Innovative Collaboration Aims to Improve Care for Millions Affected by Rare Diseases

 

The Innovation and Value Initiative (IVI), a non-profit research organization committed to advancing the science, practice, and use of health technology assessment (HTA) in healthcare, in partnership with the Everylife Foundation for Rare Diseases, released a report “Valuing Rare Disease Treatments In Healthcare: Real Experience, Real Impact,” as part of IVI’s Rare Disease Initiative.
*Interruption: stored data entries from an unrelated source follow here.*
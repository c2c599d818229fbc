//! Station bootstrap errors.
//!
//! Issuance never fails with these: expected outcomes and collaborator
//! faults during a request are reported through
//! [`IssuanceOutcome`](crate::IssuanceOutcome). `StationError` covers
//! assembling a station from configuration.

use labelstation_label::LabelError;
use labelstation_storage::StorageError;
use labelstation_tracking::TrackingError;
use std::path::PathBuf;
use thiserror::Error;

#[derive(Debug, Error)]
pub enum StationError {
    #[error("Configuration error: {0}")]
    Config(String),

    #[error("Cannot read {}: {source}", path.display())]
    Io {
        path: PathBuf,
        #[source]
        source: std::io::Error,
    },

    #[error("Invalid configuration file: {0}")]
    Toml(#[from] toml::de::Error),

    #[error("Issuance store: {0}")]
    Storage(#[from] StorageError),

    #[error("Tracking service: {0}")]
    Tracking(#[from] TrackingError),

    #[error("Label templates: {0}")]
    Templates(#[from] LabelError),
}

impl StationError {
    pub fn config(message: impl Into<String>) -> Self {
        Self::Config(message.into())
    }
}

pub type Result<T> = std::result::Result<T, StationError>;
This effort was made possible through funding support from the Eugene Washington PCORI® Engagement Awards program, an initiative of the Patient-Centered Outcomes Research Institute® (PCORI®), and Alexion, AstraZeneca Rare Disease.

“This collaboration marks a crucial step forward in improving the lives of millions of people living with rare diseases,” said IVI Chief Science Officer, Rick Chapman, PhD. “By involving people with rare disease at the forefront of research, we can develop more effective treatments that address outcomes that are important to patients, optimize healthcare decisions, and ultimately improve access to innovative therapies for those who need it most.”
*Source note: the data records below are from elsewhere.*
//! Confirmation sources available to the station.

use labelstation_storage::{IssuanceRecord, IssuanceRepository, SqliteIssuanceRepository};
use labelstation_tracking::{
    ConfirmationSource, ScanConfirmation, TrackedDevice, TrackingClient, TrackingError,
};

/// Reads scan progress from the issuance store itself.
///
/// Downstream scanners update the same `ready_devices` table the station
/// writes, so a station without a tracking service can watch it directly.
#[derive(Debug, Clone)]
pub struct StoreConfirmationSource<S> {
    store: S,
}

impl<S: IssuanceRepository> StoreConfirmationSource<S> {
    pub fn new(store: S) -> Self {
        Self { store }
    }
}

fn tracked(record: IssuanceRecord) -> TrackedDevice {
    TrackedDevice {
        status: Some(record.get_status()),
        scan_timestamp: Some(record.scan_timestamp),
        station_id: Some(record.station_id),
        scanner_id: Some(record.scanner_id),
        barcode: record.barcode,
    }
}

impl<S: IssuanceRepository> ConfirmationSource for StoreConfirmationSource<S> {
    async fn check_status(&self, barcode: &str) -> labelstation_tracking::Result<ScanConfirmation> {
        let record = self
            .store
            .find_by_barcode(barcode)
            .await
            .map_err(|e| TrackingError::store(e.to_string()))?;

        Ok(match record {
            Some(record) => ScanConfirmation::from_device(&tracked(record)),
            None => ScanConfirmation::unknown(),
        })
    }

    async fn list_recent(
        &self,
        limit: u32,
        window_minutes: u32,
    ) -> labelstation_tracking::Result<Vec<TrackedDevice>> {
        let records = self
            .store
            .list_recent(limit, window_minutes)
            .await
            .map_err(|e| TrackingError::store(e.to_string()))?;

        Ok(records.into_iter().map(tracked).collect())
    }
}

/// Enum wrapper for confirmation source dispatch.
#[derive(Debug, Clone)]
#[non_exhaustive]
pub enum AnyConfirmationSource {
    Tracking(TrackingClient),
    Store(StoreConfirmationSource<SqliteIssuanceRepository>),
}

impl ConfirmationSource for AnyConfirmationSource {
    async fn check_status(&self, barcode: &str) -> labelstation_tracking::Result<ScanConfirmation> {
        match self {
            Self::Tracking(source) => source.check_status(barcode).await,
            Self::Store(source) => source.check_status(barcode).await,
        }
    }

    async fn list_recent(
        &self,
        limit: u32,
        window_minutes: u32,
    ) -> labelstation_tracking::Result<Vec<TrackedDevice>> {
        match self {
            Self::Tracking(source) => source.list_recent(limit, window_minutes).await,
            Self::Store(source) => source.list_recent(limit, window_minutes).await,
        }
    }
}

impl From<TrackingClient> for AnyConfirmationSource {
    fn from(client: TrackingClient) -> Self {
        Self::Tracking(client)
    }
}

impl From<StoreConfirmationSource<SqliteIssuanceRepository>> for AnyConfirmationSource {
    fn from(source: StoreConfirmationSource<SqliteIssuanceRepository>) -> Self {
        Self::Store(source)
    }
}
“The EveryLife Foundation has been proud to collaborate with IVI to convene an iterative process to identify patient-centered outcomes research (PCOR) and comparative effectiveness research (CER) centered on values that matter most to rare disease patients and caregivers,” said Annie Kennedy, the EveryLife Foundation for Rare Diseases Chief of Policy, Advocacy, and Patient Engagement. “Through a series of roundtable meetings and the development of a consensus report, we convened experts from varying ecosystems that don’t typically have the opportunity to engage together and yielded critical insights that serve to inform the assessment of patient-centered outcomes for rare diseases and future approaches in PCOR/CER and HTA.”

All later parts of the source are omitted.